Collected data entries
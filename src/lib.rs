//! Blockman Viewer - Wasm Core
//!
//! A block-built figure walked through with the keyboard, rendered with wgpu
//! into a browser canvas.

pub mod animation;
#[cfg(target_arch = "wasm32")]
mod bench;
pub mod camera;
pub mod config;
pub mod constants;
pub mod driver;
pub mod error;
#[cfg(target_arch = "wasm32")]
pub mod gpu;
pub mod input;
mod math;
pub mod matrix_stack;
pub mod mesh_data;
pub mod scene;
#[cfg(target_arch = "wasm32")]
pub mod viewer;

#[cfg(target_arch = "wasm32")]
pub use bench::run_benchmarks;
#[cfg(target_arch = "wasm32")]
pub use viewer::{start, Viewer};

pub use driver::{FrameDriver, SceneState, StopToken, TickOutcome};
pub use error::ViewerError;
pub use math::{Mat4, Mat4Transform};

/// Route `log` output and panics to the browser console.
/// Safe to call more than once.
pub fn init_logging(level: log::Level) {
    cfg_if::cfg_if! {
        if #[cfg(target_arch = "wasm32")] {
            console_error_panic_hook::set_once();
            console_log::init_with_level(level).ok();
        } else {
            let _ = level;
        }
    }
}

#[cfg(test)]
mod tests {
    #[cfg(target_arch = "wasm32")]
    mod browser {
        use wasm_bindgen_test::*;
        wasm_bindgen_test_configure!(run_in_browser);

        #[wasm_bindgen_test]
        fn test_benchmarks_run() {
            crate::init_logging(log::Level::Warn);
            let result = crate::run_benchmarks(10);
            assert!(result.is_ok());
        }
    }

    #[test]
    fn test_init_logging_is_idempotent() {
        super::init_logging(log::Level::Info);
        super::init_logging(log::Level::Debug);
    }
}
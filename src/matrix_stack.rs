//! Save/restore stack for hierarchical model-view composition.

use crate::error::ViewerError;
use crate::math::{Mat4, Mat4Transform, Vec3};

/// Deepest nesting the figure needs; sized up front so a frame never grows it
pub const DEFAULT_CAPACITY: usize = 4;

/// The current model-view transform plus the snapshots pushed above it.
///
/// `Mat4` is a plain value type, so `push` stores an independent copy and
/// later edits to `current` cannot reach a saved frame.
#[derive(Debug, Clone)]
pub struct MatrixStack {
    current: Mat4,
    saved: Vec<Mat4>,
}

impl Default for MatrixStack {
    fn default() -> Self {
        Self::new()
    }
}

impl MatrixStack {
    pub fn new() -> Self {
        Self::with_capacity(DEFAULT_CAPACITY)
    }

    pub fn with_capacity(capacity: usize) -> Self {
        Self {
            current: Mat4::IDENTITY,
            saved: Vec::with_capacity(capacity),
        }
    }

    /// Load identity and forget every saved frame. Keeps the allocation.
    pub fn reset(&mut self) {
        self.current = Mat4::IDENTITY;
        self.saved.clear();
    }

    /// Active transform
    #[inline]
    pub fn current(&self) -> Mat4 {
        self.current
    }

    /// Replace the active transform outright
    pub fn load(&mut self, matrix: Mat4) {
        self.current = matrix;
    }

    /// Number of saved frames
    #[inline]
    pub fn depth(&self) -> usize {
        self.saved.len()
    }

    /// Save a copy of the active transform
    pub fn push(&mut self) {
        self.saved.push(self.current);
    }

    /// Restore the most recently saved transform
    pub fn pop(&mut self) -> Result<(), ViewerError> {
        self.current = self.saved.pop().ok_or(ViewerError::InvalidStackOperation)?;
        Ok(())
    }

    /// Compose a translation onto the active transform
    pub fn translate(&mut self, offset: Vec3) {
        self.current = self.current.translated(offset);
    }

    /// Compose a rotation about the local Y axis onto the active transform
    pub fn rotate_y(&mut self, radians: f32) {
        self.current = self.current.rotated_y(radians);
    }
}

#[cfg(test)]
mod tests {
    use super::*;
    use rand::rngs::StdRng;
    use rand::{Rng, SeedableRng};

    fn random_matrix(rng: &mut StdRng) -> Mat4 {
        let mut cols = [0.0f32; 16];
        for c in cols.iter_mut() {
            *c = rng.random_range(-10.0..10.0);
        }
        Mat4::from_cols_array(&cols)
    }

    #[test]
    fn test_pop_restores_pushed_matrix() {
        let mut stack = MatrixStack::new();
        stack.translate(Vec3::new(1.0, 2.0, 3.0));
        let before = stack.current();

        stack.push();
        stack.rotate_y(0.7);
        stack.translate(Vec3::splat(5.0));
        assert_ne!(stack.current(), before);

        stack.pop().unwrap();
        assert_eq!(stack.current().to_cols_array(), before.to_cols_array());
        assert_eq!(stack.depth(), 0);
    }

    #[test]
    fn test_mutation_after_push_does_not_touch_snapshot() {
        let mut stack = MatrixStack::new();
        stack.load(Mat4::from_translation(Vec3::X));
        stack.push();
        stack.load(Mat4::ZERO);
        stack.pop().unwrap();
        assert_eq!(stack.current(), Mat4::from_translation(Vec3::X));
    }

    #[test]
    fn test_pop_on_empty_fails() {
        let mut stack = MatrixStack::new();
        stack.translate(Vec3::Y);
        let before = stack.current();

        assert_eq!(stack.pop(), Err(ViewerError::InvalidStackOperation));
        // A failed pop leaves the active transform alone
        assert_eq!(stack.current(), before);
    }

    #[test]
    fn test_pop_after_balanced_sequence_fails() {
        let mut stack = MatrixStack::new();
        stack.push();
        stack.push();
        stack.pop().unwrap();
        stack.pop().unwrap();
        assert_eq!(stack.pop(), Err(ViewerError::InvalidStackOperation));
    }

    #[test]
    fn test_random_sequences_restore_bit_for_bit() {
        let mut rng = StdRng::seed_from_u64(0x5eed);

        for _ in 0..200 {
            let mut stack = MatrixStack::new();
            // Model of what each pop must hand back
            let mut expected: Vec<Mat4> = Vec::new();

            for _ in 0..64 {
                match rng.random_range(0..3) {
                    0 => {
                        expected.push(stack.current());
                        stack.push();
                    }
                    1 => {
                        let result = stack.pop();
                        match expected.pop() {
                            Some(m) => {
                                assert!(result.is_ok());
                                assert_eq!(stack.current().to_cols_array(), m.to_cols_array());
                            }
                            None => assert_eq!(result, Err(ViewerError::InvalidStackOperation)),
                        }
                    }
                    _ => stack.load(random_matrix(&mut rng)),
                }
                assert_eq!(stack.depth(), expected.len());
            }
        }
    }

    #[test]
    fn test_reset_clears_saved_frames() {
        let mut stack = MatrixStack::new();
        stack.translate(Vec3::Z);
        stack.push();
        stack.push();
        stack.reset();

        assert_eq!(stack.depth(), 0);
        assert_eq!(stack.current(), Mat4::IDENTITY);
        assert!(stack.pop().is_err());
    }
}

Exercise requirements: Write out the data above once more, exactly as it reads.

Exercise output:
filename src/lib.rs
//! Blockman Viewer - Wasm Core
//!
//! A block-built figure walked through with the keyboard, rendered with wgpu
//! into a browser canvas.

pub mod animation;
#[cfg(target_arch = "wasm32")]
mod bench;
pub mod camera;
pub mod config;
pub mod constants;
pub mod driver;
pub mod error;
#[cfg(target_arch = "wasm32")]
pub mod gpu;
pub mod input;
mod math;
pub mod matrix_stack;
pub mod mesh_data;
pub mod scene;
#[cfg(target_arch = "wasm32")]
pub mod viewer;

#[cfg(target_arch = "wasm32")]
pub use bench::run_benchmarks;
#[cfg(target_arch = "wasm32")]
pub use viewer::{start, Viewer};

pub use driver::{FrameDriver, SceneState, StopToken, TickOutcome};
pub use error::ViewerError;
pub use math::{Mat4, Mat4Transform};

/// Route `log` output and panics to the browser console.
/// Safe to call more than once.
pub fn init_logging(level: log::Level) {
    cfg_if::cfg_if! {
        if #[cfg(target_arch = "wasm32")] {
            console_error_panic_hook::set_once();
            console_log::init_with_level(level).ok();
        } else {
            let _ = level;
        }
    }
}

#[cfg(test)]
mod tests {
    #[cfg(target_arch = "wasm32")]
    mod browser {
        use wasm_bindgen_test::*;
        wasm_bindgen_test_configure!(run_in_browser);

        #[wasm_bindgen_test]
        fn test_benchmarks_run() {
            crate::init_logging(log::Level::Warn);
            let result = crate::run_benchmarks(10);
            assert!(result.is_ok());
        }
    }

    #[test]
    fn test_init_logging_is_idempotent() {
        super::init_logging(log::Level::Info);
        super::init_logging(log::Level::Debug);
    }
}
filename src/matrix_stack.rs
//! Save/restore stack for hierarchical model-view composition.

use crate::error::ViewerError;
use crate::math::{Mat4, Mat4Transform, Vec3};

/// Deepest nesting the figure needs; sized up front so a frame never grows it
pub const DEFAULT_CAPACITY: usize = 4;

/// The current model-view transform plus the snapshots pushed above it.
///
/// `Mat4` is a plain value type, so `push` stores an independent copy and
/// later edits to `current` cannot reach a saved frame.
#[derive(Debug, Clone)]
pub struct MatrixStack {
    current: Mat4,
    saved: Vec<Mat4>,
}

impl Default for MatrixStack {
    fn default() -> Self {
        Self::new()
    }
}

impl MatrixStack {
    pub fn new() -> Self {
        Self::with_capacity(DEFAULT_CAPACITY)
    }

    pub fn with_capacity(capacity: usize) -> Self {
        Self {
            current: Mat4::IDENTITY,
            saved: Vec::with_capacity(capacity),
        }
    }

    /// Load identity and forget every saved frame. Keeps the allocation.
    pub fn reset(&mut self) {
        self.current = Mat4::IDENTITY;
        self.saved.clear();
    }

    /// Active transform
    #[inline]
    pub fn current(&self) -> Mat4 {
        self.current
    }

    /// Replace the active transform outright
    pub fn load(&mut self, matrix: Mat4) {
        self.current = matrix;
    }

    /// Number of saved frames
    #[inline]
    pub fn depth(&self) -> usize {
        self.saved.len()
    }

    /// Save a copy of the active transform
    pub fn push(&mut self) {
        self.saved.push(self.current);
    }

    /// Restore the most recently saved transform
    pub fn pop(&mut self) -> Result<(), ViewerError> {
        self.current = self.saved.pop().ok_or(ViewerError::InvalidStackOperation)?;
        Ok(())
    }

    /// Compose a translation onto the active transform
    pub fn translate(&mut self, offset: Vec3) {
        self.current = self.current.translated(offset);
    }

    /// Compose a rotation about the local Y axis onto the active transform
    pub fn rotate_y(&mut self, radians: f32) {
        self.current = self.current.rotated_y(radians);
    }
}

#[cfg(test)]
mod tests {
    use super::*;
    use rand::rngs::StdRng;
    use rand::{Rng, SeedableRng};

    fn random_matrix(rng: &mut StdRng) -> Mat4 {
        let mut cols = [0.0f32; 16];
        for c in cols.iter_mut() {
            *c = rng.random_range(-10.0..10.0);
        }
        Mat4::from_cols_array(&cols)
    }

    #[test]
    fn test_pop_restores_pushed_matrix() {
        let mut stack = MatrixStack::new();
        stack.translate(Vec3::new(1.0, 2.0, 3.0));
        let before = stack.current();

        stack.push();
        stack.rotate_y(0.7);
        stack.translate(Vec3::splat(5.0));
        assert_ne!(stack.current(), before);

        stack.pop().unwrap();
        assert_eq!(stack.current().to_cols_array(), before.to_cols_array());
        assert_eq!(stack.depth(), 0);
    }

    #[test]
    fn test_mutation_after_push_does_not_touch_snapshot() {
        let mut stack = MatrixStack::new();
        stack.load(Mat4::from_translation(Vec3::X));
        stack.push();
        stack.load(Mat4::ZERO);
        stack.pop().unwrap();
        assert_eq!(stack.current(), Mat4::from_translation(Vec3::X));
    }

    #[test]
    fn test_pop_on_empty_fails() {
        let mut stack = MatrixStack::new();
        stack.translate(Vec3::Y);
        let before = stack.current();

        assert_eq!(stack.pop(), Err(ViewerError::InvalidStackOperation));
        // A failed pop leaves the active transform alone
        assert_eq!(stack.current(), before);
    }

    #[test]
    fn test_pop_after_balanced_sequence_fails() {
        let mut stack = MatrixStack::new();
        stack.push();
        stack.push();
        stack.pop().unwrap();
        stack.pop().unwrap();
        assert_eq!(stack.pop(), Err(ViewerError::InvalidStackOperation));
    }

    #[test]
    fn test_random_sequences_restore_bit_for_bit() {
        let mut rng = StdRng::seed_from_u64(0x5eed);

        for _ in 0..200 {
            let mut stack = MatrixStack::new();
            // Model of what each pop must hand back
            let mut expected: Vec<Mat4> = Vec::new();

            for _ in 0..64 {
                match rng.random_range(0..3) {
                    0 => {
                        expected.push(stack.current());
                        stack.push();
                    }
                    1 => {
                        let result = stack.pop();
                        match expected.pop() {
                            Some(m) => {
                                assert!(result.is_ok());
                                assert_eq!(stack.current().to_cols_array(), m.to_cols_array());
                            }
                            None => assert_eq!(result, Err(ViewerError::InvalidStackOperation)),
                        }
                    }
                    _ => stack.load(random_matrix(&mut rng)),
                }
                assert_eq!(stack.depth(), expected.len());
            }
        }
    }

    #[test]
    fn test_reset_clears_saved_frames() {
        let mut stack = MatrixStack::new();
        stack.translate(Vec3::Z);
        stack.push();
        stack.push();
        stack.reset();

        assert_eq!(stack.depth(), 0);
        assert_eq!(stack.current(), Mat4::IDENTITY);
        assert!(stack.pop().is_err());
    }
}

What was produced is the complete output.